Vulnérabilités et manquements éthiques :
- Défaut de signalement : OpenAI a tardé à collaborer avec les autorités canadiennes concernant les interactions suspectes liées à un tireur en Colombie-Britannique, privilégiant le secret corporatif au détriment de la sécurité publique.
- Opacité des algorithmes : Le manque de transparence des entreprises privées empêche tout audit démocratique sur la manière dont les décisions critiques (médicales, judiciaires, sécuritaires) sont prises.
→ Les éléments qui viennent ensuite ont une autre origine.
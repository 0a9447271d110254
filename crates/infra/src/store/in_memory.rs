use std::collections::HashMap;
use std::sync::{Arc, RwLock};

use async_trait::async_trait;
use tokio::sync::{Mutex, OwnedMutexGuard};

use crebit_core::AccountId;
use crebit_ledger::{Account, LedgerEntry};

use super::{AccountUnit, LedgerStore, StatementSnapshot, StoreError};

#[derive(Debug)]
struct AccountState {
    overdraft_limit: i64,
    balance: i64,
    /// Append-only; insertion order is the tie-break for equal timestamps.
    entries: Vec<LedgerEntry>,
}

/// In-memory ledger store.
///
/// A key-scoped mutex registry: one async mutex per account, held for the
/// duration of a unit of work. The mutex is the per-account exclusive hold,
/// so the serialization and snapshot-consistency guarantees match the
/// Postgres implementation. Intended for tests/dev.
#[derive(Debug, Default)]
pub struct InMemoryLedgerStore {
    accounts: RwLock<HashMap<AccountId, Arc<Mutex<AccountState>>>>,
}

impl InMemoryLedgerStore {
    pub fn new() -> Self {
        Self::default()
    }

    /// Create or replace an account. Accounts pre-exist from the ledger's
    /// point of view; this is the provisioning seam.
    pub fn provision(
        &self,
        account_id: AccountId,
        overdraft_limit: i64,
        balance: i64,
    ) -> Result<(), StoreError> {
        // Reuse the domain constructor so provisioning rejects the same
        // shapes everywhere (negative limits in particular).
        let account = Account::new(account_id, overdraft_limit, balance)
            .map_err(|e| StoreError::Backend(e.to_string()))?;

        let mut accounts = self
            .accounts
            .write()
            .map_err(|_| StoreError::Backend("account registry poisoned".to_string()))?;
        accounts.insert(
            account_id,
            Arc::new(Mutex::new(AccountState {
                overdraft_limit: account.overdraft_limit,
                balance: account.balance,
                entries: Vec::new(),
            })),
        );
        Ok(())
    }

    fn cell(&self, account_id: AccountId) -> Result<Arc<Mutex<AccountState>>, StoreError> {
        let accounts = self
            .accounts
            .read()
            .map_err(|_| StoreError::Backend("account registry poisoned".to_string()))?;
        accounts.get(&account_id).cloned().ok_or(StoreError::NotFound)
    }
}

struct InMemoryUnit {
    guard: OwnedMutexGuard<AccountState>,
}

#[async_trait]
impl AccountUnit for InMemoryUnit {
    fn balance(&self) -> i64 {
        self.guard.balance
    }

    fn overdraft_limit(&self) -> i64 {
        self.guard.overdraft_limit
    }

    async fn commit(
        mut self: Box<Self>,
        new_balance: i64,
        entry: LedgerEntry,
    ) -> Result<(), StoreError> {
        // Both mutations happen under the hold before the guard drops, so a
        // reader can never see one without the other.
        self.guard.balance = new_balance;
        self.guard.entries.push(entry);
        Ok(())
    }

    async fn abort(self: Box<Self>) {
        // Dropping the guard releases the hold; nothing was mutated.
    }
}

#[async_trait]
impl LedgerStore for InMemoryLedgerStore {
    async fn begin(&self, account_id: AccountId) -> Result<Box<dyn AccountUnit>, StoreError> {
        let cell = self.cell(account_id)?;
        let guard = cell.lock_owned().await;
        Ok(Box::new(InMemoryUnit { guard }))
    }

    async fn statement(
        &self,
        account_id: AccountId,
        most_recent: usize,
    ) -> Result<StatementSnapshot, StoreError> {
        let cell = self.cell(account_id)?;
        // Taking the account mutex makes the read atomic with respect to any
        // committing unit of work.
        let state = cell.lock().await;
        let entries = state
            .entries
            .iter()
            .rev()
            .take(most_recent)
            .cloned()
            .collect();
        Ok(StatementSnapshot {
            balance: state.balance,
            overdraft_limit: state.overdraft_limit,
            entries,
        })
    }
}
- Absence de CVE : Bien que l’article souligne des failles de gouvernance et de sécurité (liées au signalement d’actes criminels), il ne mentionne pas de vulnérabilités logicielles spécifiques indexées par des CVE.
Recommandations :
- Nationalisation de l’infrastructure : Investir les fonds publics dans le développement d’un modèle d’IA souverain plutôt que de les utiliser comme simple canal d’investissement pour des entreprises privées.
- Décentralisation et transparence : Déployer les modèles dans des centres de données nationaux avec des mécanismes d’audit public.
- Priorité à l’utilité pratique : Privilégier le développement de modèles optimisés pour les besoins concrets (santé, éducation, services publics) plutôt que la course effrénée aux profits et à la « superintelligence » commerciale.